*** Exercise input ***
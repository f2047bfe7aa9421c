//! Background worker owning the workflow and every remote call.

use std::path::PathBuf;
use tokio::sync::{broadcast, mpsc};

use crate::{
    config::Config,
    form::{FormField, FormState},
    notice::Notice,
    odoo::{OdooClient, countries::{Country, CountrySource}},
    output::DocumentSurface,
    workflow::{Workflow, WorkflowOptions},
};

type LiveWorkflow = Workflow<OdooClient, DocumentSurface>;

/// Commands sent from the UI to the worker.
#[derive(Debug)]
pub enum WorkerCmd {
    /// Persist and apply updated settings.
    SaveSettings(Config),
    /// Operator input for one form field.
    Edit { field: FormField, value: String },
    /// Pick the spreadsheet for a bulk import.
    SelectFile(PathBuf),
    ClearFile,
    GenerateSingle,
    BulkImport,
    ExportTemplate,
    DownloadPdf,
    PrintPdf,
    /// Load the country list for the picker.
    LoadCountries,
}

impl WorkerCmd {
    /// Commands that count as an operator action (one at a time in the UI).
    pub fn is_action(&self) -> bool {
        matches!(
            self,
            WorkerCmd::GenerateSingle
                | WorkerCmd::BulkImport
                | WorkerCmd::ExportTemplate
                | WorkerCmd::DownloadPdf
                | WorkerCmd::PrintPdf
        )
    }
}

/// Events emitted by the worker for UI updates.
#[derive(Clone, Debug)]
pub enum WorkerEvent {
    /// Snapshot of the form after a command touched it.
    FormUpdated(FormState),
    /// Operator-facing notice.
    Notice(Notice),
    /// An action command has finished.
    ActionFinished,
    CountriesLoaded {
        countries: Vec<Country>,
        fallback: bool,
    },
    /// Informational log message.
    Log(String),
    /// User-visible error message.
    Error(String),
}

/// Build a workflow for `cfg`, logging into the server when a login is set.
async fn connect(
    cfg: &Config,
    focus: &broadcast::Sender<()>,
    tx: &mpsc::Sender<WorkerEvent>,
) -> anyhow::Result<(OdooClient, LiveWorkflow)> {
    let client = OdooClient::new(cfg)?;
    // Login failures are not terminal; calls will fail and say so.
    match client.login(cfg).await {
        Ok(Some(uid)) => {
            tracing::info!("odoo session ready (uid {uid})");
            let _ = tx
                .send(WorkerEvent::Log(format!("logged in as uid {uid}")))
                .await;
        }
        Ok(None) => tracing::info!("no login configured, using anonymous session"),
        Err(e) => {
            tracing::error!("odoo login failed: {e:#}");
            let _ = tx
                .send(WorkerEvent::Error(format!("login failed: {e}")))
                .await;
        }
    }
    let surface = DocumentSurface::new(client.clone(), &cfg.output, focus.clone());
    let workflow = Workflow::new(WorkflowOptions::from_config(cfg), client.clone(), surface);
    Ok((client, workflow))
}

/// Main worker loop: connect, then handle commands sequentially.
pub async fn run(
    mut rx: mpsc::Receiver<WorkerCmd>,
    tx: mpsc::Sender<WorkerEvent>,
    cfg: Config,
    focus: broadcast::Sender<()>,
) {
    tracing::info!("worker started");

    // The HTTP client is built once per config; a failure here is terminal.
    let (mut client, mut workflow) = match connect(&cfg, &focus, &tx).await {
        Ok(pair) => pair,
        Err(e) => {
            tracing::error!("client init failed: {e:#}");
            let _ = tx
                .send(WorkerEvent::Error(format!("client init failed: {e}")))
                .await;
            return;
        }
    };
    if !workflow.is_active() {
        let _ = tx
            .send(WorkerEvent::Log("custom POS mode is off; actions are disabled".into()))
            .await;
    }
    let _ = tx.send(WorkerEvent::FormUpdated(workflow.form().clone())).await;

    // One command at a time keeps the form consistent.
    while let Some(cmd) = rx.recv().await {
        let is_action = cmd.is_action();
        tracing::debug!("worker command: {cmd:?}");
        match cmd {
            WorkerCmd::SaveSettings(new_cfg) => {
                tracing::info!("settings updated");
                match connect(&new_cfg, &focus, &tx).await {
                    Ok((c, w)) => {
                        // The draft survives a reconnect.
                        let form = workflow.form().clone();
                        workflow = w.with_form(form);
                        client = c;
                        let _ = tx.send(WorkerEvent::Log("settings updated".into())).await;
                    }
                    Err(e) => {
                        tracing::error!("client rebuild failed: {e:#}");
                        let _ = tx
                            .send(WorkerEvent::Error(format!("settings not applied: {e}")))
                            .await;
                    }
                }
            }
            WorkerCmd::Edit { field, value } => workflow.edit(field, &value),
            WorkerCmd::SelectFile(path) => workflow.select_file(path),
            WorkerCmd::ClearFile => workflow.clear_file(),
            WorkerCmd::GenerateSingle => workflow.generate_single().await,
            WorkerCmd::BulkImport => workflow.bulk_import().await,
            WorkerCmd::ExportTemplate => workflow.export_template().await,
            WorkerCmd::DownloadPdf => workflow.download_pdf().await,
            WorkerCmd::PrintPdf => workflow.print_pdf().await,
            WorkerCmd::LoadCountries => {
                let (countries, source) = client.fetch_countries().await;
                let _ = tx
                    .send(WorkerEvent::CountriesLoaded {
                        countries,
                        fallback: source == CountrySource::Fallback,
                    })
                    .await;
                continue;
            }
        }

        for notice in workflow.take_notices() {
            let _ = tx.send(WorkerEvent::Notice(notice)).await;
        }
        let _ = tx.send(WorkerEvent::FormUpdated(workflow.form().clone())).await;
        if is_action {
            let _ = tx.send(WorkerEvent::ActionFinished).await;
        }
    }
    tracing::info!("worker stopped");
}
*** End of Exercise input ***
- Problem to solve
Take the material above and transcribe all of it exactly.

- Result for this task
repository f2047bfe7aa9421c
//! Background worker owning the workflow and every remote call.

use std::path::PathBuf;
use tokio::sync::{broadcast, mpsc};

use crate::{
    config::Config,
    form::{FormField, FormState},
    notice::Notice,
    odoo::{OdooClient, countries::{Country, CountrySource}},
    output::DocumentSurface,
    workflow::{Workflow, WorkflowOptions},
};

type LiveWorkflow = Workflow<OdooClient, DocumentSurface>;

/// Commands sent from the UI to the worker.
#[derive(Debug)]
pub enum WorkerCmd {
    /// Persist and apply updated settings.
    SaveSettings(Config),
    /// Operator input for one form field.
    Edit { field: FormField, value: String },
    /// Pick the spreadsheet for a bulk import.
    SelectFile(PathBuf),
    ClearFile,
    GenerateSingle,
    BulkImport,
    ExportTemplate,
    DownloadPdf,
    PrintPdf,
    /// Load the country list for the picker.
    LoadCountries,
}

impl WorkerCmd {
    /// Commands that count as an operator action (one at a time in the UI).
    pub fn is_action(&self) -> bool {
        matches!(
            self,
            WorkerCmd::GenerateSingle
                | WorkerCmd::BulkImport
                | WorkerCmd::ExportTemplate
                | WorkerCmd::DownloadPdf
                | WorkerCmd::PrintPdf
        )
    }
}

/// Events emitted by the worker for UI updates.
#[derive(Clone, Debug)]
pub enum WorkerEvent {
    /// Snapshot of the form after a command touched it.
    FormUpdated(FormState),
    /// Operator-facing notice.
    Notice(Notice),
    /// An action command has finished.
    ActionFinished,
    CountriesLoaded {
        countries: Vec<Country>,
        fallback: bool,
    },
    /// Informational log message.
    Log(String),
    /// User-visible error message.
    Error(String),
}

/// Build a workflow for `cfg`, logging into the server when a login is set.
async fn connect(
    cfg: &Config,
    focus: &broadcast::Sender<()>,
    tx: &mpsc::Sender<WorkerEvent>,
) -> anyhow::Result<(OdooClient, LiveWorkflow)> {
    let client = OdooClient::new(cfg)?;
    // Login failures are not terminal; calls will fail and say so.
    match client.login(cfg).await {
        Ok(Some(uid)) => {
            tracing::info!("odoo session ready (uid {uid})");
            let _ = tx
                .send(WorkerEvent::Log(format!("logged in as uid {uid}")))
                .await;
        }
        Ok(None) => tracing::info!("no login configured, using anonymous session"),
        Err(e) => {
            tracing::error!("odoo login failed: {e:#}");
            let _ = tx
                .send(WorkerEvent::Error(format!("login failed: {e}")))
                .await;
        }
    }
    let surface = DocumentSurface::new(client.clone(), &cfg.output, focus.clone());
    let workflow = Workflow::new(WorkflowOptions::from_config(cfg), client.clone(), surface);
    Ok((client, workflow))
}

/// Main worker loop: connect, then handle commands sequentially.
pub async fn run(
    mut rx: mpsc::Receiver<WorkerCmd>,
    tx: mpsc::Sender<WorkerEvent>,
    cfg: Config,
    focus: broadcast::Sender<()>,
) {
    tracing::info!("worker started");

    // The HTTP client is built once per config; a failure here is terminal.
    let (mut client, mut workflow) = match connect(&cfg, &focus, &tx).await {
        Ok(pair) => pair,
        Err(e) => {
            tracing::error!("client init failed: {e:#}");
            let _ = tx
                .send(WorkerEvent::Error(format!("client init failed: {e}")))
                .await;
            return;
        }
    };
    if !workflow.is_active() {
        let _ = tx
            .send(WorkerEvent::Log("custom POS mode is off; actions are disabled".into()))
            .await;
    }
    let _ = tx.send(WorkerEvent::FormUpdated(workflow.form().clone())).await;

    // One command at a time keeps the form consistent.
    while let Some(cmd) = rx.recv().await {
        let is_action = cmd.is_action();
        tracing::debug!("worker command: {cmd:?}");
        match cmd {
            WorkerCmd::SaveSettings(new_cfg) => {
                tracing::info!("settings updated");
                match connect(&new_cfg, &focus, &tx).await {
                    Ok((c, w)) => {
                        // The draft survives a reconnect.
                        let form = workflow.form().clone();
                        workflow = w.with_form(form);
                        client = c;
                        let _ = tx.send(WorkerEvent::Log("settings updated".into())).await;
                    }
                    Err(e) => {
                        tracing::error!("client rebuild failed: {e:#}");
                        let _ = tx
                            .send(WorkerEvent::Error(format!("settings not applied: {e}")))
                            .await;
                    }
                }
            }
            WorkerCmd::Edit { field, value } => workflow.edit(field, &value),
            WorkerCmd::SelectFile(path) => workflow.select_file(path),
            WorkerCmd::ClearFile => workflow.clear_file(),
            WorkerCmd::GenerateSingle => workflow.generate_single().await,
            WorkerCmd::BulkImport => workflow.bulk_import().await,
            WorkerCmd::ExportTemplate => workflow.export_template().await,
            WorkerCmd::DownloadPdf => workflow.download_pdf().await,
            WorkerCmd::PrintPdf => workflow.print_pdf().await,
            WorkerCmd::LoadCountries => {
                let (countries, source) = client.fetch_countries().await;
                let _ = tx
                    .send(WorkerEvent::CountriesLoaded {
                        countries,
                        fallback: source == CountrySource::Fallback,
                    })
                    .await;
                continue;
            }
        }

        for notice in workflow.take_notices() {
            let _ = tx.send(WorkerEvent::Notice(notice)).await;
        }
        let _ = tx.send(WorkerEvent::FormUpdated(workflow.form().clone())).await;
        if is_action {
            let _ = tx.send(WorkerEvent::ActionFinished).await;
        }
    }
    tracing::info!("worker stopped");
}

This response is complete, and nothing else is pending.